I used to do a lot of NY Times crosswords but they don't really do much for me nowadays -- my puzzle jones is for Paint-by-numbers.
9: Well, the particular type referenced in 6 would be bald supervillians. There must be others.
I mean, what the hell type of bad guy is an 'evil mind'? They're all evil, and they all have minds.
But I should probably chill out about this.
I mean, what the hell type of bad guy is an 'evil mind'?
This philosophy paper involves a bunch of brain-in-a-vat-style duplicates of Dr. Evil, who will be tortured if they attempt to carry out Dr. Evil's nefarious plans. (The idea is that since Dr. Evil himself can't be sure he's not one of the duplicates, he won't carry out the plans.) I submit this as a definitive answer to your question.
I think they mean the type of villain notable solely for their scheming and plotting, rather than some sort of evil superpower. Magneto, while evil (debatable aspect of this characterization aside) and possessed of a mind, is significant because he can, like, control metal. The Kingpin would be another sort of "evil mind".
Also, this guy is obviously the one true evil mind.
Some villains are nothing but a mind.
Joe Drymala is banned 30 seconds into the future!
10: If you hate Will Shortz, you hate America.
I'd doodle in his margins.
Many years ago, a little newspaper-effigy of Will Shortz hung in the corner of my living-room. That was back when one of my apartment-mates owned, for some reason, a riding-crop. So when I got frusterated with the puzzle, I could dash over and beat him in effigy.
(This should not be read as an indirect threat, Mr. Shortz; we were young, silly, and very bad at the crossword puzzle.)

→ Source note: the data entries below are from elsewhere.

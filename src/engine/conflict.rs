use std::collections::HashSet;

use tracing::debug;

use crate::model::*;

use super::availability::occupying;

/// Active bookings of `room_id` that overlap `range`.
pub fn conflicts_for_room<'a>(
    room_id: &RoomId,
    property_id: &PropertyId,
    range: &StayRange,
    bookings: &'a [Booking],
    exclude_booking_id: Option<&BookingId>,
) -> Vec<&'a Booking> {
    occupying(bookings, property_id, room_id, exclude_booking_id)
        .filter(|b| b.stay().overlaps(range))
        .collect()
}

/// Check every requested room independently. A single blocked room
/// invalidates the whole attempt.
pub fn validate_booking(
    room_ids: &[RoomId],
    property_id: &PropertyId,
    range: &StayRange,
    bookings: &[Booking],
    exclude_booking_id: Option<&BookingId>,
) -> ValidationResult {
    let mut conflicting_rooms = Vec::new();
    let mut conflicting_bookings: Vec<Booking> = Vec::new();
    let mut seen_rooms = HashSet::new();
    let mut seen_bookings = HashSet::new();

    for room_id in room_ids {
        if !seen_rooms.insert(room_id) {
            continue;
        }
        let hits = conflicts_for_room(room_id, property_id, range, bookings, exclude_booking_id);
        if hits.is_empty() {
            continue;
        }
        debug!(
            room = %room_id,
            property = %property_id,
            blockers = hits.len(),
            "room unavailable for {}..={}",
            range.check_in,
            range.check_out
        );
        conflicting_rooms.push(room_id.clone());
        for booking in hits {
            if seen_bookings.insert(&booking.id) {
                conflicting_bookings.push(booking.clone());
            }
        }
    }

    ValidationResult {
        is_valid: conflicting_rooms.is_empty(),
        conflicting_rooms,
        conflicting_bookings,
    }
}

20, 21: There's no way Krang can count as being just a brain. He has eyes, a mouth, teeth, a tongue, working tentacles... this clearly indicates that his "brain" is itself a body, complete with digestive, circulatory, and muscular systems distinct from his nervous system (which no doubt includes his actual brain). I suspect he's some sort of highly-evolved space mollusk.
I'm not passionate about crosswords, so take this for what it's worth, but I couldn't do them at all until I let go of the idea that the relation between clue and answer would be logical and unmistakable and correct. The only necessary relation, and the characteristic one, is a kind of association, a close-enoughedness.
25: Whatever. First, I find crosswords boring, and second, his "puzzles" on NPR make me gnash my teeth in rage at their stupidity and pointlessness. "Take a fifteen-letter word about an obscure religious practice, change three letters and transpose the first and last letter, and you'll have an entirely new word that's a kind of baked good!"
It's almost as stupid as that goddamn Garrison Keillor shit.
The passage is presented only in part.